Don't get all worried you won't suit short hair. It looks awesome on you! In the next few years you'll notice you meet some amazing people, especially in 2012, you will meet an amazing woman who makes you very happy. Don't let her go... ever.

I know you want to be with the guys and you've always acted like one but let's face it, you've always checked out the same girls they have without wanting to admit to yourself.  Rugby is awesome.  Just because you like to wear men's clothes doesn't mean you're weird.  Keep smiling; it does get better. It gets a lot better and you are happy in the future. Life is good when you admit you're into women.
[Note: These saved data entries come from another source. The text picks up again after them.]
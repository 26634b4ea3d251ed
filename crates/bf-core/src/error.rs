//! Error taxonomy for baas-fleet
//!
//! Per-instance failures (`SpawnError`, `ReadinessError`, `ProvisionError`,
//! `RegistrationError`, unexpected exits) are contained within the instance
//! that raised them. `ConfigError` is the only class that stops the fleet
//! from launching at all.

use std::io;
use std::path::PathBuf;
use std::time::Duration;
use thiserror::Error;

/// Top-level error type for fleet operations
#[derive(Error, Debug)]
pub enum FleetError {
    /// A child process could not be launched
    #[error("Spawn error: {0}")]
    Spawn(#[from] SpawnError),

    /// A child process never became ready
    #[error("Readiness error: {0}")]
    Readiness(#[from] ReadinessError),

    /// The tunnel service rejected or failed the request
    #[error("Tunnel error: {0}")]
    Provision(#[from] ProvisionError),

    /// The remote registration call failed
    #[error("Registration error: {0}")]
    Registration(#[from] RegistrationError),

    /// A child died while its instance was running
    #[error("Process {process} exited unexpectedly (code: {code:?})")]
    UnexpectedExit { process: String, code: Option<i32> },

    /// Configuration error
    #[error("Configuration error: {0}")]
    Config(#[from] ConfigError),
}

/// Errors launching a child process
#[derive(Error, Debug)]
pub enum SpawnError {
    /// The executable does not exist or is not on PATH
    #[error("Executable not found: {program}")]
    NotFound { program: String },

    /// The executable exists but may not be run
    #[error("Permission denied launching {program}")]
    PermissionDenied { program: String },

    /// Any other launch failure
    #[error("Failed to launch {program}: {source}")]
    Io {
        program: String,
        #[source]
        source: io::Error,
    },
}

impl SpawnError {
    /// Classify an I/O error returned by `spawn`
    pub fn from_io(program: &str, source: io::Error) -> Self {
        let program = program.to_string();
        match source.kind() {
            io::ErrorKind::NotFound => SpawnError::NotFound { program },
            io::ErrorKind::PermissionDenied => SpawnError::PermissionDenied { program },
            _ => SpawnError::Io { program, source },
        }
    }
}

/// Errors waiting for a child process to accept connections
#[derive(Error, Debug)]
pub enum ReadinessError {
    /// Nothing accepted connections before the probe timeout
    #[error("{name} did not accept connections on port {port} within {waited:?}")]
    Timeout {
        name: String,
        port: u16,
        waited: Duration,
    },

    /// The process died while we were waiting for it
    #[error("{name} exited before becoming ready (code: {code:?})")]
    Exited { name: String, code: Option<i32> },
}

/// Tunnel provisioning errors
#[derive(Error, Debug)]
pub enum ProvisionError {
    /// The tunnel agent could not be launched
    #[error("Tunnel agent failed to start: {0}")]
    Agent(#[from] SpawnError),

    /// The tunnel agent died before publishing a URL
    #[error("Tunnel agent exited before the tunnel was ready (code: {code:?})")]
    AgentExited { code: Option<i32> },

    /// No public URL appeared in time
    #[error("Tunnel for port {port} not ready within {waited:?}")]
    Timeout { port: u16, waited: Duration },

    /// The provisioning service refused the tunnel (quota, auth, ...)
    #[error("Tunnel service rejected the request: {0}")]
    Rejected(String),
}

/// Remote registration errors
#[derive(Error, Debug)]
pub enum RegistrationError {
    /// The request never got a response (DNS, TLS, timeout, ...)
    #[error("Registration request failed: {0}")]
    Request(String),

    /// The service answered with a non-success status
    #[error("Registration service returned {status}: {body}")]
    Service { status: u16, body: String },

    /// The service answered 200 but the body made no sense
    #[error("Malformed registration response: {0}")]
    MalformedResponse(String),
}

/// Configuration-related errors
#[derive(Error, Debug)]
pub enum ConfigError {
    /// Config file not found
    #[error("Config file not found: {0}")]
    NotFound(PathBuf),

    /// Invalid configuration
    #[error("Invalid config: {0}")]
    Invalid(String),

    /// TOML parse error
    #[error("TOML parse error: {0}")]
    Parse(#[from] toml::de::Error),

    /// A required setting has no value
    #[error("Missing required setting: {0}")]
    MissingField(String),
}

#[cfg(test)]
mod tests {
    use super::*;

    #[test]
    fn test_spawn_error_classification() {
        let err = SpawnError::from_io("bot", io::Error::from(io::ErrorKind::NotFound));
        assert!(matches!(err, SpawnError::NotFound { ref program } if program == "bot"));

        let err = SpawnError::from_io("bot", io::Error::from(io::ErrorKind::PermissionDenied));
        assert!(matches!(err, SpawnError::PermissionDenied { .. }));

        let err = SpawnError::from_io("bot", io::Error::from(io::ErrorKind::Interrupted));
        assert!(matches!(err, SpawnError::Io { .. }));
    }

    #[test]
    fn test_fleet_error_wraps_sources() {
        let err: FleetError = ProvisionError::Rejected("quota exceeded".into()).into();
        let display = err.to_string();
        assert!(display.contains("Tunnel error"));
        assert!(display.contains("quota exceeded"));

        let err: FleetError = ConfigError::MissingField("NGROK_AUTHTOKEN".into()).into();
        assert!(err.to_string().contains("NGROK_AUTHTOKEN"));
    }

    #[test]
    fn test_unexpected_exit_display() {
        let err = FleetError::UnexpectedExit {
            process: "worker-2".into(),
            code: Some(137),
        };
        let display = err.to_string();
        assert!(display.contains("worker-2"));
        assert!(display.contains("137"));
    }
}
Oh... you look damn good in a shirt and tie and don't you ever forget it.

Love,
Your future self.



I'll share some more of my favorite answers from readers to these and other questions in the next couple of weeks.  Readers' answers are making me wonder what I would tell my 10-years-younger self.  Would I tell her not to marry my DXH?  I'm not sure.  It broke my heart and sent me reeling for years...  but on the other hand, I learned a lot from being married to him, and we had some absolutely wonderful times.  In a very real sense, he and I grew up together.  Plus, if I'd come out earlier, would I have ever met my hilarious, gorgeous, terrific DGF?
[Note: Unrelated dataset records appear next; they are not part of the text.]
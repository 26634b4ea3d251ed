//! Fleet configuration

use serde::{Deserialize, Serialize};
use std::time::Duration;

use super::serde_utils::duration_millis;
use crate::error::ConfigError;

/// Environment variable carrying the tunnel service token
pub const AUTHTOKEN_ENV: &str = "NGROK_AUTHTOKEN";

/// Environment variable carrying the Meeting BaaS API key
pub const API_KEY_ENV: &str = "MEETING_BAAS_API_KEY";

/// Configuration for a fleet launch
#[derive(Debug, Clone, Serialize, Deserialize)]
#[serde(default)]
pub struct FleetConfig {
    /// Command that starts a worker
    pub worker: CommandConfig,

    /// Command that starts a relay
    pub relay: CommandConfig,

    /// Tunnel agent settings
    pub tunnel: TunnelConfig,

    /// Remote registration settings
    pub registration: RegistrationConfig,

    /// Timeouts and delays
    pub timing: TimingConfig,
}

impl Default for FleetConfig {
    fn default() -> Self {
        Self {
            worker: CommandConfig::default(),
            relay: default_relay(),
            tunnel: TunnelConfig::default(),
            registration: RegistrationConfig::default(),
            timing: TimingConfig::default(),
        }
    }
}

impl FleetConfig {
    /// Override secrets from an environment lookup
    ///
    /// Blank values are ignored, so a file setting survives an empty variable.
    pub fn apply_env<F>(&mut self, lookup: F)
    where
        F: Fn(&str) -> Option<String>,
    {
        let non_empty = |key: &str| lookup(key).filter(|v| !v.trim().is_empty());

        if let Some(token) = non_empty(AUTHTOKEN_ENV) {
            self.tunnel.authtoken = Some(token);
        }
        if let Some(key) = non_empty(API_KEY_ENV) {
            self.registration.api_key = Some(key);
        }
    }

    /// Check everything that must hold before any process is started
    pub fn validate(&self) -> Result<(), ConfigError> {
        if self.tunnel.authtoken.as_deref().map_or(true, str::is_empty) {
            return Err(ConfigError::MissingField(AUTHTOKEN_ENV.into()));
        }
        if self.registration.api_key.as_deref().map_or(true, str::is_empty) {
            return Err(ConfigError::MissingField(API_KEY_ENV.into()));
        }

        for (section, program) in [
            ("worker", &self.worker.program),
            ("relay", &self.relay.program),
            ("tunnel", &self.tunnel.program),
        ] {
            if program.trim().is_empty() {
                return Err(ConfigError::Invalid(format!("{}.program is empty", section)));
            }
        }

        if self.timing.grace_timeout.is_zero() {
            return Err(ConfigError::Invalid("timing.grace_timeout must be > 0".into()));
        }
        if self.timing.monitor_interval.is_zero() {
            return Err(ConfigError::Invalid(
                "timing.monitor_interval must be > 0".into(),
            ));
        }
        if self.registration.api_base.trim().is_empty() {
            return Err(ConfigError::Invalid("registration.api_base is empty".into()));
        }

        Ok(())
    }
}

/// A program plus an argument template
///
/// Arguments may contain `{name}` placeholders which are substituted
/// per instance, e.g. `{port}` and `{upstream}`.
#[derive(Debug, Clone, PartialEq, Serialize, Deserialize)]
pub struct CommandConfig {
    /// Executable name or path
    pub program: String,

    /// Argument template
    #[serde(default)]
    pub args: Vec<String>,
}

impl CommandConfig {
    pub fn new(program: impl Into<String>, args: &[&str]) -> Self {
        Self {
            program: program.into(),
            args: args.iter().map(|a| a.to_string()).collect(),
        }
    }

    /// Substitute placeholders into the argument template
    pub fn render_args(&self, vars: &[(&str, String)]) -> Vec<String> {
        self.args
            .iter()
            .map(|arg| {
                vars.iter().fold(arg.clone(), |acc, (name, value)| {
                    acc.replace(&format!("{{{}}}", name), value)
                })
            })
            .collect()
    }
}

impl Default for CommandConfig {
    fn default() -> Self {
        Self::new("poetry", &["run", "bot", "-p", "{port}"])
    }
}

/// Tunnel agent configuration
#[derive(Debug, Clone, Serialize, Deserialize)]
#[serde(default)]
pub struct TunnelConfig {
    /// Agent executable
    pub program: String,

    /// Agent arguments; `{port}` is the local port, `{web_port}` the inspect API port
    pub args: Vec<String>,

    /// First port used for agents' local inspect APIs
    pub inspect_base_port: u16,

    /// Service token, passed to the agent through its environment
    #[serde(skip_serializing)]
    pub authtoken: Option<String>,

    /// How long to wait for a public URL
    #[serde(with = "duration_millis")]
    pub open_timeout: Duration,
}

impl TunnelConfig {
    /// Agent program and argument template as a command
    pub fn command(&self) -> CommandConfig {
        CommandConfig {
            program: self.program.clone(),
            args: self.args.clone(),
        }
    }
}

impl Default for TunnelConfig {
    fn default() -> Self {
        let args = [
            "http",
            "{port}",
            "--web-addr",
            "127.0.0.1:{web_port}",
            "--log",
            "stdout",
        ];
        Self {
            program: "ngrok".to_string(),
            args: args.iter().map(|a| a.to_string()).collect(),
            inspect_base_port: 4040,
            authtoken: None,
            open_timeout: Duration::from_secs(20),
        }
    }
}

/// Meeting BaaS registration configuration
#[derive(Debug, Clone, Serialize, Deserialize)]
#[serde(default)]
pub struct RegistrationConfig {
    /// API base URL, without trailing slash
    pub api_base: String,

    /// API key, sent as `x-meeting-baas-api-key`
    #[serde(skip_serializing)]
    pub api_key: Option<String>,

    /// Display name of the bot in the meeting
    pub bot_name: String,

    /// Avatar shown for the bot
    pub bot_image: String,

    /// Chat message the bot posts when it joins
    pub entry_message: String,

    /// Per-request timeout
    #[serde(with = "duration_millis")]
    pub request_timeout: Duration,
}

impl Default for RegistrationConfig {
    fn default() -> Self {
        Self {
            api_base: "https://api.meetingbaas.com".to_string(),
            api_key: None,
            bot_name: "Speaking MeetingBaas Bot".to_string(),
            bot_image: "https://utfs.io/f/N2K2zOxB65Cx6UOeGHsoI9OHcetbNxLZB2ErqhAzDfFlMXYK"
                .to_string(),
            entry_message: "I'm ready, you can talk to start chatting!".to_string(),
            request_timeout: Duration::from_secs(30),
        }
    }
}

/// How the orchestrator decides a freshly spawned process is ready
#[derive(Debug, Clone, Copy, PartialEq, Eq, Serialize, Deserialize)]
#[serde(rename_all = "lowercase")]
pub enum ReadinessMode {
    /// Poll the process's port until it accepts a TCP connection
    Probe,
    /// Wait a fixed delay, then check the process is still alive
    Settle,
}

/// Timeouts and delays
#[derive(Debug, Clone, Serialize, Deserialize)]
#[serde(default)]
pub struct TimingConfig {
    /// Readiness strategy
    pub readiness: ReadinessMode,

    /// Upper bound on a readiness probe
    #[serde(with = "duration_millis")]
    pub probe_timeout: Duration,

    /// Delay used in `settle` mode
    #[serde(with = "duration_millis")]
    pub settle_delay: Duration,

    /// Time a process gets between SIGTERM and SIGKILL
    #[serde(with = "duration_millis")]
    pub grace_timeout: Duration,

    /// Liveness check period
    #[serde(with = "duration_millis")]
    pub monitor_interval: Duration,

    /// Pause between starting consecutive instances
    #[serde(with = "duration_millis")]
    pub stagger_delay: Duration,
}

impl Default for TimingConfig {
    fn default() -> Self {
        Self {
            readiness: ReadinessMode::Probe,
            probe_timeout: Duration::from_secs(15),
            settle_delay: Duration::from_secs(1),
            grace_timeout: Duration::from_secs(5),
            monitor_interval: Duration::from_secs(1),
            stagger_delay: Duration::from_secs(1),
        }
    }
}

/// Default relay command
fn default_relay() -> CommandConfig {
    CommandConfig::new(
        "poetry",
        &["run", "proxy", "-p", "{port}", "--websocket-url", "{upstream}"],
    )
}

#[cfg(test)]
mod tests {
    use super::*;

    fn valid_config() -> FleetConfig {
        let mut config = FleetConfig::default();
        config.tunnel.authtoken = Some("tok".into());
        config.registration.api_key = Some("key".into());
        config
    }

    #[test]
    fn test_defaults() {
        let config = FleetConfig::default();
        assert_eq!(config.worker.program, "poetry");
        assert_eq!(config.relay.args[1], "proxy");
        assert_eq!(config.tunnel.program, "ngrok");
        assert_eq!(config.timing.readiness, ReadinessMode::Probe);
        assert_eq!(config.timing.grace_timeout, Duration::from_secs(5));
        assert!(config.tunnel.authtoken.is_none());
    }

    #[test]
    fn test_render_args() {
        let relay = default_relay();
        let args = relay.render_args(&[
            ("port", "8766".to_string()),
            ("upstream", "ws://localhost:8765".to_string()),
        ]);
        assert_eq!(
            args,
            vec!["run", "proxy", "-p", "8766", "--websocket-url", "ws://localhost:8765"]
        );
    }

    #[test]
    fn test_render_args_unknown_placeholder_kept() {
        let cmd = CommandConfig::new("x", &["{nope}", "{port}"]);
        assert_eq!(cmd.render_args(&[("port", "9".into())]), vec!["{nope}", "9"]);
    }

    #[test]
    fn test_validate_missing_authtoken() {
        let mut config = valid_config();
        config.tunnel.authtoken = None;
        assert!(matches!(
            config.validate(),
            Err(ConfigError::MissingField(f)) if f == AUTHTOKEN_ENV
        ));
    }

    #[test]
    fn test_validate_missing_api_key() {
        let mut config = valid_config();
        config.registration.api_key = Some(String::new());
        assert!(matches!(
            config.validate(),
            Err(ConfigError::MissingField(f)) if f == API_KEY_ENV
        ));
    }

    #[test]
    fn test_validate_rejects_zero_durations_and_empty_program() {
        let mut config = valid_config();
        config.timing.grace_timeout = Duration::ZERO;
        assert!(matches!(config.validate(), Err(ConfigError::Invalid(_))));

        let mut config = valid_config();
        config.timing.monitor_interval = Duration::ZERO;
        assert!(matches!(config.validate(), Err(ConfigError::Invalid(_))));

        let mut config = valid_config();
        config.relay.program = "  ".into();
        assert!(matches!(config.validate(), Err(ConfigError::Invalid(_))));

        assert!(valid_config().validate().is_ok());
    }

    #[test]
    fn test_apply_env_overrides_file() {
        let mut config = FleetConfig::default();
        config.tunnel.authtoken = Some("from-file".into());
        config.apply_env(|key| match key {
            AUTHTOKEN_ENV => Some("from-env".into()),
            API_KEY_ENV => Some("key-env".into()),
            _ => None,
        });
        assert_eq!(config.tunnel.authtoken.as_deref(), Some("from-env"));
        assert_eq!(config.registration.api_key.as_deref(), Some("key-env"));
    }

    #[test]
    fn test_apply_env_ignores_blank_values() {
        let mut config = FleetConfig::default();
        config.apply_env(|_| Some("   ".into()));
        assert!(config.tunnel.authtoken.is_none());
        assert!(config.registration.api_key.is_none());

        config.registration.api_key = Some("from-file".into());
        config.apply_env(|_| Some(String::new()));
        assert_eq!(config.registration.api_key.as_deref(), Some("from-file"));
    }

    #[test]
    fn test_secrets_not_serialized() {
        let config = valid_config();
        let text = toml::to_string(&config).unwrap();
        assert!(!text.contains("authtoken"));
        assert!(!text.contains("api_key"));
        assert!(text.contains("grace_timeout = 5000"));
    }
}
It's hard for me to think about what I'd want my 10-years-younger self to know.  Even the things I learned the hard way sculpted me into the person I am now...  so maybe that's good.  Or maybe it's just cognitive dissonance.

What do YOU wish you would have known ten years ago?

2 Comments
Connor
1/22/2013 07:42:35 am

Dear 15 year old me-

Right now, you are probably grounded. There are sometimes legitimate reasons for this. But right now you are probably grounded because your parents think you are gay. They are right. Sort of.
Here's what I want to tell you- you are already unashamed, it’s time to be unafraid, too. Two years from now, you will be cornered about your sexuality for the last time. You will be strong and brave and your parents will say awful, cruel things. You will leave; this will be the first step towards the life you have always wanted. They are saying and doing things out of extreme ignorance and fear- it will take many, many years to ‘get through’ but, it does happen.
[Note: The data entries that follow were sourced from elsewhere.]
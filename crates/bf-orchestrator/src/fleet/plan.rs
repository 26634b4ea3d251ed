//! What to launch

use serde::{Deserialize, Serialize};

use bf_core::error::ConfigError;
use bf_core::types::PortPair;

/// Per-instance adjustments, e.g. from a batch file
#[derive(Debug, Clone, Default, PartialEq, Eq, Serialize, Deserialize)]
#[serde(default, deny_unknown_fields)]
pub struct InstanceOverrides {
    /// Free-form label shown in snapshots
    pub id: Option<String>,
    /// Appended to the worker's templated arguments
    pub worker_args: Vec<String>,
    /// Appended to the relay's templated arguments
    pub relay_args: Vec<String>,
    pub bot_name: Option<String>,
    pub bot_image: Option<String>,
    pub entry_message: Option<String>,
}

/// A fleet launch request
#[derive(Debug, Clone)]
pub struct LaunchPlan {
    /// Meeting every bot joins
    pub meeting_url: String,
    /// First port of the first instance's pair
    pub start_port: u16,
    /// One entry per instance, in launch order
    pub instances: Vec<InstanceOverrides>,
}

impl LaunchPlan {
    /// `count` instances with no per-instance overrides
    pub fn uniform(meeting_url: impl Into<String>, start_port: u16, count: usize) -> Self {
        Self {
            meeting_url: meeting_url.into(),
            start_port,
            instances: vec![InstanceOverrides::default(); count],
        }
    }

    pub fn count(&self) -> usize {
        self.instances.len()
    }

    /// Check the plan and allocate its port pairs
    ///
    /// Each instance's tunnel agent takes one inspect API port counting up
    /// from `inspect_base_port`; no pair may land on one of those.
    pub fn allocate_ports(&self, inspect_base_port: u16) -> Result<Vec<PortPair>, ConfigError> {
        if self.instances.is_empty() {
            return Err(ConfigError::Invalid("instance count must be at least 1".into()));
        }
        if !self.meeting_url.starts_with("https://") {
            return Err(ConfigError::Invalid(format!(
                "meeting URL must start with https:// (got {:?})",
                self.meeting_url
            )));
        }
        let pairs = PortPair::allocate_range(self.start_port, self.instances.len())?;

        let inspect_last = u16::try_from(self.instances.len() - 1)
            .ok()
            .and_then(|offset| inspect_base_port.checked_add(offset))
            .ok_or_else(|| {
                ConfigError::Invalid(format!(
                    "{} inspect API ports from {} run past 65535",
                    self.instances.len(),
                    inspect_base_port
                ))
            })?;
        let inspect = inspect_base_port..=inspect_last;
        if let Some(pair) = pairs
            .iter()
            .find(|p| inspect.contains(&p.worker) || inspect.contains(&p.relay))
        {
            return Err(ConfigError::Invalid(format!(
                "port pair {} collides with tunnel inspect API ports {}-{}",
                pair, inspect_base_port, inspect_last
            )));
        }

        Ok(pairs)
    }
}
Here’s the other thing, baby butch. Someday in the future you will realize that it is possible for you to be the boy you’ve always imagined yourself being. What seems like impossible fiction will eventually be a reality, in a way you cannot imagine now. In December 2010 you will take your first injection of testosterone, and finally come home to a body you have been at odds with since you were a child. The dust around your soul will start to settle a bit. This is an okay thing. Let it happen.
Waiting for you in the future are a ton of amazing adventures, love, heartbreak and watching the world change- mostly for the better. In the future you will: Meet a lot of amazing, radical, queer family who will love and support you through the toughest times imaginable, and share with you some pretty amazing good days. You will live in Southern California, the Bay Area and Portland, OR twice- you will still not have many of the trappings of the upper middle class life style you were raised in, and you will find a ton of other people living comfortably mostly within their means- they will show you that you don’t have to have that to be a valid person.
There will be times in the future when dying may seem like the only way out of the pressure, pain, loneliness and sadness that comes with being really true to who you are. This is not true- you’re going to make it. It’s going to be awesome, mostly. Most importantly in the future- you are loved by so many. You are blessed with community, and friendship, family and romantic love. These are the important things.

-25 year old you

Reply
CL
1/22/2013 09:06:35 am

I would've said
awesome job on staring death in the face and living to tell about it.
Now you know what you have to do:
...you can clear your life with a wrecking ball and what rises from the ashes will be more beautiful and incredible than you can imagine right now...go west young boi...your wife is waiting.